Required work> Provide only the number of lines below in which the string "recv" occurs.

[Stored items]
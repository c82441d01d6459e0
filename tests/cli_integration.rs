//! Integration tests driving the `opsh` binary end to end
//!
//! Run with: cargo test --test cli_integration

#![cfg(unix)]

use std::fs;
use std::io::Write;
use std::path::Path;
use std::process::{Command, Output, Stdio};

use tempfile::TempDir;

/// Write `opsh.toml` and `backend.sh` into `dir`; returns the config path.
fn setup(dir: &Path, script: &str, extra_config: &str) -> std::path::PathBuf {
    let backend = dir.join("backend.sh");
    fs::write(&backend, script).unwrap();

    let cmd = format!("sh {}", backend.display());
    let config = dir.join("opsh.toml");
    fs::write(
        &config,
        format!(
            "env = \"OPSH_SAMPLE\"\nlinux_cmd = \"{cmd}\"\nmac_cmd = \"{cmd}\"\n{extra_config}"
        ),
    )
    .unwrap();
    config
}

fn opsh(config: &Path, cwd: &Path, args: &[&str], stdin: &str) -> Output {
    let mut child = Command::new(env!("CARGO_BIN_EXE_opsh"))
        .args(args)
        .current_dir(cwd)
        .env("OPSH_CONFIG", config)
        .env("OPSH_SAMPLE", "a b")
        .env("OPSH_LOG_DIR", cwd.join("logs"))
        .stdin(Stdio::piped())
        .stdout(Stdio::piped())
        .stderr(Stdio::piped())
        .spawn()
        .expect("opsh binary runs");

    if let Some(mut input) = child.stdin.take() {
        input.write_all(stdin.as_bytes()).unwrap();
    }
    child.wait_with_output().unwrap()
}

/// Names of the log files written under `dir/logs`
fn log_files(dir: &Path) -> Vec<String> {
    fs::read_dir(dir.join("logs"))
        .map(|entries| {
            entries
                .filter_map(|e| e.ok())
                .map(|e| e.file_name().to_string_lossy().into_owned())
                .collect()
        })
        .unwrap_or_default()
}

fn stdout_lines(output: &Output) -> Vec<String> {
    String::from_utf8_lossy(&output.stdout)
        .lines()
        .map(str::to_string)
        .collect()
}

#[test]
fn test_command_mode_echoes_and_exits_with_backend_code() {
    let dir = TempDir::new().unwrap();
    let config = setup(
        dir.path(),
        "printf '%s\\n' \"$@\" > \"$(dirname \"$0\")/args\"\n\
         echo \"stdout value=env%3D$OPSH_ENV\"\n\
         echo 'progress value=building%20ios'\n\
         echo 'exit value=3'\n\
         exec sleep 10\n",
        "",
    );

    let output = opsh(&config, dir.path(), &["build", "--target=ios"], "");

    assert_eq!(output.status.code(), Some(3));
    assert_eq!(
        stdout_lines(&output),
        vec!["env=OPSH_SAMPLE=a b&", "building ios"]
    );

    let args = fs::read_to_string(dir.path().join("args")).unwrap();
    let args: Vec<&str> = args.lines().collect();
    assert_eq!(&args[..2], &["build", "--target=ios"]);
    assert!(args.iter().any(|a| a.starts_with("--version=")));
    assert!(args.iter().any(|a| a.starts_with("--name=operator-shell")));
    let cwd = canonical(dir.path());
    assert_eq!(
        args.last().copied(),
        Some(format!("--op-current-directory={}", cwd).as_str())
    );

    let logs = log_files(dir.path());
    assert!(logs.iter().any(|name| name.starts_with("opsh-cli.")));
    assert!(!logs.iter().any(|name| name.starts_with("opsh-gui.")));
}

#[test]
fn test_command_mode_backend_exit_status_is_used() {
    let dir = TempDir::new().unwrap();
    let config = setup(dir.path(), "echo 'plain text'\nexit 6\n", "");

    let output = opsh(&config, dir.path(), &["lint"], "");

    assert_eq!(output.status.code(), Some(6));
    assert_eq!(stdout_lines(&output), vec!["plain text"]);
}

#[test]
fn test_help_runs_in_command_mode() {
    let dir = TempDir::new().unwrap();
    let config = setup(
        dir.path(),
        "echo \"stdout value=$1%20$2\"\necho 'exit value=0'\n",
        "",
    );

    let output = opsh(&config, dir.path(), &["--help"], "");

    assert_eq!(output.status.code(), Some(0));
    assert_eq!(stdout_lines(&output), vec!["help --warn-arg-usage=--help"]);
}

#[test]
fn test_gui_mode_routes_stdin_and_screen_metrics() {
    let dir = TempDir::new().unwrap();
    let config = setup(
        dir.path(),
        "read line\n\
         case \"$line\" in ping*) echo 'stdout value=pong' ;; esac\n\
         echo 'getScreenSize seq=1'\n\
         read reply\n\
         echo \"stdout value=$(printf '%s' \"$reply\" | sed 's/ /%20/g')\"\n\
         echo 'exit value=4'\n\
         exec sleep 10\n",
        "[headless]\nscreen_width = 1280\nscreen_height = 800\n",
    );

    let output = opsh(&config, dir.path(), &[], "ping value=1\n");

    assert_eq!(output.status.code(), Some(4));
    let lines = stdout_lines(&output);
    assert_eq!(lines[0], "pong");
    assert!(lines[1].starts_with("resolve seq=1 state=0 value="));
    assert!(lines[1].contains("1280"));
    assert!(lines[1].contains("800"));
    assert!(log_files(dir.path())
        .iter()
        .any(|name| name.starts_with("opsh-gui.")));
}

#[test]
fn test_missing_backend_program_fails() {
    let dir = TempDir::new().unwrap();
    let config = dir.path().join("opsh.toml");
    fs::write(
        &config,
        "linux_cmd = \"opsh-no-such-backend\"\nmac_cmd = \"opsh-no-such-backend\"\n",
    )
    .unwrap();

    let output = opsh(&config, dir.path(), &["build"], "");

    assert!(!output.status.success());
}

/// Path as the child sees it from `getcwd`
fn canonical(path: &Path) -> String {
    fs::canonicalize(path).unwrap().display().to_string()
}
* * *
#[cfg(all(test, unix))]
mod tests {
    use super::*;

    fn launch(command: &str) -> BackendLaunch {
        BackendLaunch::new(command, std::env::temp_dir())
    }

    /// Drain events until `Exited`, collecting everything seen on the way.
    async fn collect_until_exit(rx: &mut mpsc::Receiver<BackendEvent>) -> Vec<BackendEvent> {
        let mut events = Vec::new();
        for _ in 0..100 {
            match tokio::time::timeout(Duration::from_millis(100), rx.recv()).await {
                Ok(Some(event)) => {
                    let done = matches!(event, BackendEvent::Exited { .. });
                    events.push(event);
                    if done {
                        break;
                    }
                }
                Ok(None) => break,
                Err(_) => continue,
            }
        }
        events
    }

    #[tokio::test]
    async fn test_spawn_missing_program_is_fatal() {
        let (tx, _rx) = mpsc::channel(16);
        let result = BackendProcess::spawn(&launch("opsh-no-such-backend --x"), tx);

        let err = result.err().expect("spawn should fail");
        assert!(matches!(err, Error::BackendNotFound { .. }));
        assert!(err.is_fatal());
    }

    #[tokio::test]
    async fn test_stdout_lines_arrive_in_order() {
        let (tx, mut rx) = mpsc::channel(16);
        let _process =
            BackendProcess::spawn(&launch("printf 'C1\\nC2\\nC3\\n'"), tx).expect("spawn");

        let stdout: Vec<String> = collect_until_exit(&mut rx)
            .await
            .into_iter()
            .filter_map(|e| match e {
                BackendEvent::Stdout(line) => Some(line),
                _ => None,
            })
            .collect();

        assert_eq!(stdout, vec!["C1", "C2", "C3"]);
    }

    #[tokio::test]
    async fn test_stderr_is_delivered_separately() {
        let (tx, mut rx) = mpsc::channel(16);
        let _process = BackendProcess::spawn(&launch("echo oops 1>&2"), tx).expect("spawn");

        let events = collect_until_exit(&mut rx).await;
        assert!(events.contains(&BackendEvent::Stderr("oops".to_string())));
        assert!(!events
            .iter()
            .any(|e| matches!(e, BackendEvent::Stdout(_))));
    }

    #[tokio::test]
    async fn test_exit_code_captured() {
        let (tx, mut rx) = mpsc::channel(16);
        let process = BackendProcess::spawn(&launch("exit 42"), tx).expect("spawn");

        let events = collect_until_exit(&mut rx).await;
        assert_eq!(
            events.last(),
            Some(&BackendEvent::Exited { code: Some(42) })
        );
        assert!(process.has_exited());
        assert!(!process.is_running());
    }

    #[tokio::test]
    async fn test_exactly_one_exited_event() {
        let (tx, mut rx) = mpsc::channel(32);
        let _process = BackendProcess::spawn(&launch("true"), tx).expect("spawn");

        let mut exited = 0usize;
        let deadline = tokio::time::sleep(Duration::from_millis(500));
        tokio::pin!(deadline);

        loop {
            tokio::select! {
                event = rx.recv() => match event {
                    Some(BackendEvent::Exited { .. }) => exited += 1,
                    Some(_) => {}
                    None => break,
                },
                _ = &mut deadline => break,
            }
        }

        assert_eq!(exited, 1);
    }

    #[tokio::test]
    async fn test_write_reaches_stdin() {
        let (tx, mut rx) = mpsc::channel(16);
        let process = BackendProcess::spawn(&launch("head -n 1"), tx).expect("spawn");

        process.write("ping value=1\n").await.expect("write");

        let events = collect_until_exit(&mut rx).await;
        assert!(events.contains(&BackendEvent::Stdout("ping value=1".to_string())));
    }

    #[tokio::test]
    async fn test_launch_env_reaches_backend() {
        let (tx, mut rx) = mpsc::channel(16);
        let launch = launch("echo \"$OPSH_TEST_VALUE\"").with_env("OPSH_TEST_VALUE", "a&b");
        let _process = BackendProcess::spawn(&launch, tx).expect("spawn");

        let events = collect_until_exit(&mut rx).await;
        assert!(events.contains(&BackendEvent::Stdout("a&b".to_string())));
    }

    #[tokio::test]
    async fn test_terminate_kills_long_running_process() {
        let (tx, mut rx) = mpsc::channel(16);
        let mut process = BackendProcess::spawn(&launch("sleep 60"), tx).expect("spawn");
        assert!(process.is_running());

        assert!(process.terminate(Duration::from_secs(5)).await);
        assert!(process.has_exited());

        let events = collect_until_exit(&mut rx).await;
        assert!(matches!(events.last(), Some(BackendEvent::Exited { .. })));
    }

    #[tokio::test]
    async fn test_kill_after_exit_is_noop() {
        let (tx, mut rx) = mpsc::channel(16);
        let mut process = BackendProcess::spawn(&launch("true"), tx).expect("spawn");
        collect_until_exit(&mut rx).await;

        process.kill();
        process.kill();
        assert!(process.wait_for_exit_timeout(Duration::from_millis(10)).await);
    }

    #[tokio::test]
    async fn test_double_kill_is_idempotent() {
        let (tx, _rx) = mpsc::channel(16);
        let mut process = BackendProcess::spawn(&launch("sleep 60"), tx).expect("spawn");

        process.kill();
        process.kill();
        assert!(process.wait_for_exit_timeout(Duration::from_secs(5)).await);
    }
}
---
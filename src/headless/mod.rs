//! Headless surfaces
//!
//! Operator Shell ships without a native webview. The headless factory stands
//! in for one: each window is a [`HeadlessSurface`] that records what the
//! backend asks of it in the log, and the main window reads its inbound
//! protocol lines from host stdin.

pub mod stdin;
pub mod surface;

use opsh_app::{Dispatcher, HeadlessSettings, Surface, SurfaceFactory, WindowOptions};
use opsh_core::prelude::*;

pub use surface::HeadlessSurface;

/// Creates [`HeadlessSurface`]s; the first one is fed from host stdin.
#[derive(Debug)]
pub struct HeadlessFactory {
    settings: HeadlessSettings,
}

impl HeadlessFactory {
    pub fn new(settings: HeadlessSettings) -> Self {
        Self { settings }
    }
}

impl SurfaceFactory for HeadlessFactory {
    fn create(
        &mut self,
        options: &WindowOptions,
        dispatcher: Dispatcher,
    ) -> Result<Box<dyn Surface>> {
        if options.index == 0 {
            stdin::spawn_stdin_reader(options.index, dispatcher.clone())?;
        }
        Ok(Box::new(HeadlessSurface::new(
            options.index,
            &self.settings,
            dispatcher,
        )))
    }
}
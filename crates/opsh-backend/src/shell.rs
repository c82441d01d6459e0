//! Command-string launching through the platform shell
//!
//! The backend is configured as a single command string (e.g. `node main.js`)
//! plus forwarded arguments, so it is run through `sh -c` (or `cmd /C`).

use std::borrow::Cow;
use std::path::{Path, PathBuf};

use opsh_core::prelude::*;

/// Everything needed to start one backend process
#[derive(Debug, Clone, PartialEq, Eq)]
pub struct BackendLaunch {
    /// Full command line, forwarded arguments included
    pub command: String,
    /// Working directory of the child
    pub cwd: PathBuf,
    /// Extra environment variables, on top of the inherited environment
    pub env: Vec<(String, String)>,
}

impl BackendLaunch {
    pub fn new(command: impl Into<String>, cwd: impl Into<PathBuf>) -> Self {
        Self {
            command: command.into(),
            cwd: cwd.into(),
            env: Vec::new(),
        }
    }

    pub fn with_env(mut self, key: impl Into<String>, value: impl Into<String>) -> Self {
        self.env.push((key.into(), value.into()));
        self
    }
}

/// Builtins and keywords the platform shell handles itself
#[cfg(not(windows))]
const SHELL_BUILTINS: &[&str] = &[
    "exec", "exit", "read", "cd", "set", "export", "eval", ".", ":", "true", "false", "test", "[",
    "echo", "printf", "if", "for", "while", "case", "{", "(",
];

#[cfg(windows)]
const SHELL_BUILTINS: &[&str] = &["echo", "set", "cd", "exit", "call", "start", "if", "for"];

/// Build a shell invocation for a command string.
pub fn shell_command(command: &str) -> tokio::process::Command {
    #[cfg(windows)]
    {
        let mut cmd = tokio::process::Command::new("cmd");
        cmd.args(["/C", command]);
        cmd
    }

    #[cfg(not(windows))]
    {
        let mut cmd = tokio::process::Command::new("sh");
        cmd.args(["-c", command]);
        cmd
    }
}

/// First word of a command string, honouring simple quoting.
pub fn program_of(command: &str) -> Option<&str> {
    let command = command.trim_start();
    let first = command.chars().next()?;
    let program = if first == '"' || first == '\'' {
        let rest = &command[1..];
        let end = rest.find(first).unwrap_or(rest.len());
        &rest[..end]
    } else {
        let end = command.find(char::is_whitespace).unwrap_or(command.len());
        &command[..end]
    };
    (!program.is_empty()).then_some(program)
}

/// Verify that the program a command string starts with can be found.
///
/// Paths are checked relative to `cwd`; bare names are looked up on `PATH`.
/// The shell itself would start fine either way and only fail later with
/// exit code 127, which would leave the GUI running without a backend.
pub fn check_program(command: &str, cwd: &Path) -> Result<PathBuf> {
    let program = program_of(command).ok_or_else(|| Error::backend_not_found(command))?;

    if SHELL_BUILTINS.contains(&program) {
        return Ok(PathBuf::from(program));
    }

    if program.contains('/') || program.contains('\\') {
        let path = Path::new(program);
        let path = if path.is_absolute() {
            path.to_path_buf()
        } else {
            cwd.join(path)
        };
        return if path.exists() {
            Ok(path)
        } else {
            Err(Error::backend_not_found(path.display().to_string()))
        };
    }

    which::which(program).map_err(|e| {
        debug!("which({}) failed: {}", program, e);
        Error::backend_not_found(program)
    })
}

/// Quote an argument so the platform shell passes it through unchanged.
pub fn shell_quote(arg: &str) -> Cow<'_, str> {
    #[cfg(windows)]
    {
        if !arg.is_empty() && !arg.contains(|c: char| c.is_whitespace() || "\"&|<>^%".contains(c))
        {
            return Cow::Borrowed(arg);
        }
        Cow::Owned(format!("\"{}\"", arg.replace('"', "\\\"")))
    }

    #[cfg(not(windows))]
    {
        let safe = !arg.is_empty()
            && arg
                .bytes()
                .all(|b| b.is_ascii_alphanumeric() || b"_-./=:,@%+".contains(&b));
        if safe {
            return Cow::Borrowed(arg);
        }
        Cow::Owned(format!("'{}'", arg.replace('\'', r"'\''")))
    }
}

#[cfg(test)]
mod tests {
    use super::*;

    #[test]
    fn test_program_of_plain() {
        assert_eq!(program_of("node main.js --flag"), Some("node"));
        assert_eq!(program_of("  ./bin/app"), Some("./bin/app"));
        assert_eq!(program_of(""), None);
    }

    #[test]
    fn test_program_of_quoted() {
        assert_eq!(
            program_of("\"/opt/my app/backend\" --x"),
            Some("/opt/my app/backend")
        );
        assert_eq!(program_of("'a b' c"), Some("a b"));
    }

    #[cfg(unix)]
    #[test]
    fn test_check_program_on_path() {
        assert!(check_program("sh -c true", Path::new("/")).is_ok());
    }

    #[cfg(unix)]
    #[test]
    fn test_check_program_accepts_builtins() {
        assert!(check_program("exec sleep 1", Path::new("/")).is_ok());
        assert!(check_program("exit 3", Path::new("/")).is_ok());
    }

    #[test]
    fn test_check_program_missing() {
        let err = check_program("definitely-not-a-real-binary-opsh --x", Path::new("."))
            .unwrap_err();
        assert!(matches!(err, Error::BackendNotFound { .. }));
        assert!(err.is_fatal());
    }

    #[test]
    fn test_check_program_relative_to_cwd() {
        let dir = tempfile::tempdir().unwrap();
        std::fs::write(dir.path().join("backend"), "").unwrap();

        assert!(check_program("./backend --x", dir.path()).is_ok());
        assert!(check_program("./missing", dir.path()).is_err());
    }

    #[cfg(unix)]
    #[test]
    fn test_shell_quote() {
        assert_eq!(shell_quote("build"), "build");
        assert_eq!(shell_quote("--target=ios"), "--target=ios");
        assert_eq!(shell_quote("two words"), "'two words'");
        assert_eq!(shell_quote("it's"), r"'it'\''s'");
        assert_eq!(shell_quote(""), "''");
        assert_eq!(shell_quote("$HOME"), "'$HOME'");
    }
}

Completed task> 2